Y luego está la principal referencia de todas. No es Gravity, ni Interstellar, ni Marte (The Martian, Ridley Scott, 2015), ni High Life (Claire Denis, 2018) ni 2001: Una odisea del espacio (2001: A Space Odyssey, Stanley Kubrick, 1968)… Es, como ya he comentado al comienzo, Apocalypse Now. Un tour de force, esta vez no hasta el corazón de las tinieblas ni de la selva vietnamita ni congoleña, sino del Sistema Solar, de Neptuno. Neptuno: el planeta más intrascendente de nuestro vecindario. Nadie habla de él, es el gran olvidado. Incluso Plutón, ese planeta que ahora no es planeta pero que en su momento lo fue, ha dado pie a más conversaciones. Clifford se encuentra en Neptuno, y no es por azar. El planeta olvidado. El mayor héroe de la raza humana, desterrado, por culpa de ese motín fallido y esa ansia de descubrir que hay vida cuando lo único que prevalece es la muerte. Muerte de la tripulación, muerte de la esperanza… y el principio de los problemas para la Tierra. El núcleo de la nave se ha fusionado. La antimateria no se sabe cómo demonios está allí reaccionando. No importa.

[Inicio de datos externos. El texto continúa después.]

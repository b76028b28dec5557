//! Theme configuration: where colors come from, which sizes to emit,
//! and which state variants accompany registration.
//!
//! The palette resolves through three layers: an explicit neumorphism
//! palette when the host sets one, otherwise the host's general
//! background-color table, otherwise the built-in default. Sizes and
//! state variants default to the classic scale and the
//! responsive/hover/focus triple.

use indexmap::IndexMap;
use once_cell::sync::Lazy;
use serde::{Deserialize, Serialize};

use crate::palette::{ColorTable, DEFAULT_COLORS};

/// Shadow offset scale: size key to CSS length.
pub type SizeScale = IndexMap<String, String>;

/// The default size scale. The `default` key produces the unsuffixed
/// selector.
pub static DEFAULT_SIZES: Lazy<SizeScale> = Lazy::new(|| {
    [
        ("xs", "0.05em"),
        ("sm", "0.1em"),
        ("default", "0.2em"),
        ("lg", "0.4em"),
        ("xl", "0.8em"),
    ]
    .into_iter()
    .map(|(key, value)| (key.to_string(), value.to_string()))
    .collect()
});

/// State variants handed to the registrar with every utility group.
///
/// Opaque to this crate; expanding them into media queries and
/// pseudo-class selectors is the host's job.
pub const DEFAULT_STATE_VARIANTS: &[&str] = &["responsive", "hover", "focus"];

/// Configuration supplied by the host's theme mechanism.
///
/// Every field has a default, so `ThemeConfig::new()` alone yields the
/// full built-in palette at five sizes.
///
/// # Example
///
/// ```rust
/// use neumorphism::{ColorEntry, ColorTable, ThemeConfig};
///
/// let mut brand = ColorTable::new();
/// brand.insert("brand".into(), ColorEntry::single("#4299e1"));
///
/// let config = ThemeConfig::new()
///     .with_colors(brand)
///     .with_state_variants(["responsive", "hover"]);
/// assert!(config.resolve_colors().contains_key("brand"));
/// ```
#[derive(Debug, Clone, PartialEq, Eq, Serialize, Deserialize)]
#[serde(default)]
pub struct ThemeConfig {
    /// Explicit neumorphism palette; highest precedence.
    pub colors: Option<ColorTable>,
    /// The host's background-color table, used when `colors` is unset.
    pub background_colors: Option<ColorTable>,
    /// Size scale to emit; defaults to [`DEFAULT_SIZES`].
    pub sizes: SizeScale,
    /// State variants passed through at registration; defaults to
    /// [`DEFAULT_STATE_VARIANTS`].
    pub state_variants: Vec<String>,
}

impl ThemeConfig {
    /// Creates a config with every field at its default.
    pub fn new() -> Self {
        Self::default()
    }

    /// Sets the explicit neumorphism palette.
    pub fn with_colors(mut self, colors: ColorTable) -> Self {
        self.colors = Some(colors);
        self
    }

    /// Sets the fallback background-color table.
    pub fn with_background_colors(mut self, colors: ColorTable) -> Self {
        self.background_colors = Some(colors);
        self
    }

    /// Replaces the size scale.
    pub fn with_sizes(mut self, sizes: SizeScale) -> Self {
        self.sizes = sizes;
        self
    }

    /// Replaces the state variant list.
    pub fn with_state_variants<I, S>(mut self, variants: I) -> Self
    where
        I: IntoIterator<Item = S>,
        S: Into<String>,
    {
        self.state_variants = variants.into_iter().map(Into::into).collect();
        self
    }

    /// The palette generation will draw from: `colors`, else
    /// `background_colors`, else the built-in default.
    pub fn resolve_colors(&self) -> &ColorTable {
        self.colors
            .as_ref()
            .or(self.background_colors.as_ref())
            .unwrap_or(&DEFAULT_COLORS)
    }
}

impl Default for ThemeConfig {
    fn default() -> Self {
        Self {
            colors: None,
            background_colors: None,
            sizes: DEFAULT_SIZES.clone(),
            state_variants: DEFAULT_STATE_VARIANTS
                .iter()
                .map(|variant| variant.to_string())
                .collect(),
        }
    }
}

Clifford, la antimateria, la fusión nuclear… Ese es el corazón de las tinieblas del Sistema Solar y de Ad Astra, y Roy es el militar riguroso y que nunca se sorprende, con unas pulsaciones a prueba de bombas, y que tiene motivos personales para llegar hasta el final. Siente fascinación por ese hombre que es su padre, pero del que poco sabe. El horror. Intenta salvarlo a pesar de ser menospreciado y, a la vez, halagado por la sombra de lo que algún día fue. El bien y el mal. No hay vida inteligente más allá de nuestro Sistema Solar: ¿es eso una bendición o una maldición? Nos tenemos a nosotros mismos, como dice Roy, pero la pregunta se mantiene, indeleble: ¿es eso una bendición o una maldición?
Magistral y perturbadora.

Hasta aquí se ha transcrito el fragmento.